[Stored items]
┌──

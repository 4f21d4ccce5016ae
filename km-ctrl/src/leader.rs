use std::env;

use chrono::Utc;
use km_core::errors::*;
use km_core::k8s::{
    LeaseState,
    try_claim_lease,
    try_renew_lease,
};
use km_core::prelude::*;
use tokio::time::{
    Duration,
    Instant,
    sleep,
};
use tracing::*;

use crate::exporter::set_leader;

pub fn holder_identity() -> String {
    env::var(POD_NAME_ENV_VAR).unwrap_or_else(|_| format!("{CONTROLLER_NAME}-{}", std::process::id()))
}

/// Block until this process holds the leader lease.
pub async fn acquire_leadership(client: &kube::Client, ns: &str, holder: &str) {
    set_leader(false);
    loop {
        let wait = match try_claim_lease(client, ns, holder, Utc::now()).await {
            Ok(LeaseState::Claimed) => break,
            Ok(LeaseState::WaitingForClaim(secs)) => Duration::from_secs(secs.max(LEASE_RETRY_SECONDS)),
            Ok(LeaseState::Unknown) => Duration::from_secs(LEASE_RETRY_SECONDS),

            // Someone else claimed it between our read and our write
            Err(err) => {
                warn!("could not claim lease: {err}");
                Duration::from_secs(LEASE_RETRY_SECONDS)
            },
        };
        sleep(wait).await;
    }

    info!("{holder} is now the leader");
    set_leader(true);
}

/// Renew the lease forever.  Returns an error once leadership is gone, either because someone
/// else holds the lease or because renewals kept failing until it ran out.
pub async fn keep_leadership(client: &kube::Client, ns: &str, holder: &str) -> EmptyResult {
    let lease_duration = Duration::from_secs(LEASE_DURATION_SECONDS as u64);
    let mut last_renewed = Instant::now();
    loop {
        sleep(Duration::from_secs(LEASE_RENEW_SECONDS)).await;
        match try_renew_lease(client, ns, holder, Utc::now()).await {
            Ok(LeaseState::Claimed) => last_renewed = Instant::now(),
            Ok(_) => {
                set_leader(false);
                return Err(anyhow!("{holder} lost the leader lease"));
            },
            Err(err) if last_renewed.elapsed() < lease_duration => warn!("could not renew lease: {err}"),
            Err(err) => {
                set_leader(false);
                return Err(err.context(format!("{holder} could not renew the leader lease in time")));
            },
        }
    }
}
pub mod constants;
pub mod errors;
pub mod k8s;
pub mod logging;
pub mod macros;
pub mod metrics;

pub mod prelude {
    pub use k8s_openapi::api::batch::v1 as batchv1;
    pub use k8s_openapi::api::core::v1 as corev1;
    pub use k8s_openapi::apimachinery::pkg::apis::meta::v1 as metav1;
    pub use km_api::v1::*;
    pub use kube::ResourceExt;

    pub use crate::constants::*;
    pub use crate::errors::EmptyResult;
    pub use crate::k8s::KubeResourceExt;
}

└──

YOUR TASK: Retype all of the entries. Keep each one exactly as written.

EXERCISE RESULT:
repository 4f21d4ccce5016ae
filename km-ctrl/src/leader.rs
use std::env;

use chrono::Utc;
use km_core::errors::*;
use km_core::k8s::{
    LeaseState,
    try_claim_lease,
    try_renew_lease,
};
use km_core::prelude::*;
use tokio::time::{
    Duration,
    Instant,
    sleep,
};
use tracing::*;

use crate::exporter::set_leader;

pub fn holder_identity() -> String {
    env::var(POD_NAME_ENV_VAR).unwrap_or_else(|_| format!("{CONTROLLER_NAME}-{}", std::process::id()))
}

/// Block until this process holds the leader lease.
pub async fn acquire_leadership(client: &kube::Client, ns: &str, holder: &str) {
    set_leader(false);
    loop {
        let wait = match try_claim_lease(client, ns, holder, Utc::now()).await {
            Ok(LeaseState::Claimed) => break,
            Ok(LeaseState::WaitingForClaim(secs)) => Duration::from_secs(secs.max(LEASE_RETRY_SECONDS)),
            Ok(LeaseState::Unknown) => Duration::from_secs(LEASE_RETRY_SECONDS),

            // Someone else claimed it between our read and our write
            Err(err) => {
                warn!("could not claim lease: {err}");
                Duration::from_secs(LEASE_RETRY_SECONDS)
            },
        };
        sleep(wait).await;
    }

    info!("{holder} is now the leader");
    set_leader(true);
}

/// Renew the lease forever.  Returns an error once leadership is gone, either because someone
/// else holds the lease or because renewals kept failing until it ran out.
pub async fn keep_leadership(client: &kube::Client, ns: &str, holder: &str) -> EmptyResult {
    let lease_duration = Duration::from_secs(LEASE_DURATION_SECONDS as u64);
    let mut last_renewed = Instant::now();
    loop {
        sleep(Duration::from_secs(LEASE_RENEW_SECONDS)).await;
        match try_renew_lease(client, ns, holder, Utc::now()).await {
            Ok(LeaseState::Claimed) => last_renewed = Instant::now(),
            Ok(_) => {
                set_leader(false);
                return Err(anyhow!("{holder} lost the leader lease"));
            },
            Err(err) if last_renewed.elapsed() < lease_duration => warn!("could not renew lease: {err}"),
            Err(err) => {
                set_leader(false);
                return Err(err.context(format!("{holder} could not renew the leader lease in time")));
            },
        }
    }
}
pub mod constants;
pub mod errors;
pub mod k8s;
pub mod logging;
pub mod macros;
pub mod metrics;

pub mod prelude {
    pub use k8s_openapi::api::batch::v1 as batchv1;
    pub use k8s_openapi::api::core::v1 as corev1;
    pub use k8s_openapi::apimachinery::pkg::apis::meta::v1 as metav1;
    pub use km_api::v1::*;
    pub use kube::ResourceExt;

    pub use crate::constants::*;
    pub use crate::errors::EmptyResult;
    pub use crate::k8s::KubeResourceExt;
}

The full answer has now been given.